The transversus abdominis plane (TAP) block provides analgesia to the parietal peritoneum as well as the skin and muscles of the anterior abdominal wall. These same muscles and skin are operated on during an abdominoplasty. The purpose of this study was to determine whether the use of the TAP block will lead to reduced use of narcotics during the acute postoperative (PO) period (PO day 1 and PO 1 week). The study used a prospective, comparative design. Twenty women between 25 and 65 years of age who underwent abdominoplasty with core liposuction were recruited to participate in this study.
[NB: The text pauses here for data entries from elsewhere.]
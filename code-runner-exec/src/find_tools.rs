//! Finds the location of the `code-runner-tools` executable.

/// Environment variable with the path of the `code-runner-tools` executable.
pub const TOOLS_PATH_ENV: &str = "CODE_RUNNER_TOOLS_PATH";

/// Locates the `code-runner-tools` executable.
pub fn find_tools_path() -> std::path::PathBuf {
    // Check environment variable.
    if let Some(path) = std::env::var_os(TOOLS_PATH_ENV) {
        return path.into();
    }
    // Check in the directory of the current executable.
    let current_exe = std::env::current_exe();
    if let Ok(current_exe) = current_exe {
        let candidate_tools_path = current_exe.with_file_name("code-runner-tools");
        if candidate_tools_path.exists() {
            return candidate_tools_path;
        }
    }

    // Default to looking in PATH.
    "code-runner-tools".to_owned().into()
}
All women were given the same PO pain medication Percocet 7.5/325 mg (1-2 tabs by mouth Q4-6 hours PRN pain #20) and Valium 2 mg (1-3 tabs by mouth Q4-6 hours PRN pain #40) at the time of surgery. The women were randomly divided into 2 groups: 10 women received local anesthetic infiltrated along the rectus plication and along the edges of the incision and 10 women received a TAP block (15 cc of 0.25% Bupivacaine with 8 mg of Decadron per side) placed under ultrasound guidance prior to the start of the procedure in conjunction with the local anesthetic along the rectus plication. Each woman was asked to record the number of narcotic pills consumed during the first 24 hours and during the first week. Data from the 2 groups were compared to determine the number of narcotics consumed during the acute PO period. The mean age of participants was 43.8 years (range: 31-63 years) in the treatment group and 38.8 years (range: 26-56 years) in the control group. The mean number of narcotics used during the first 24 hours in the treatment group was 1.95 (1.5) pills, with several women requiring no narcotics within the first 24 hours. The mean number of narcotics used during the first 24 hours in the control group was 4.6 (2.3) pills. The mean number of narcotics used during the first PO week in the treatment group was 7.15 (7.26) pills, with several women requiring no narcotics during the first PO week. The mean number of narcotics used during the first PO week in the control group was 18.7 (7.7), with 1 woman requiring 38 narcotic pills during that first PO week. Statistically significant differences were found between groups ( P = .006) at 24 hours PO and ( P = .01) at 1 week. Our results suggested that receiving a TAP block prior to the start of the procedure significantly reduced the number of narcotics used during the acute PO period.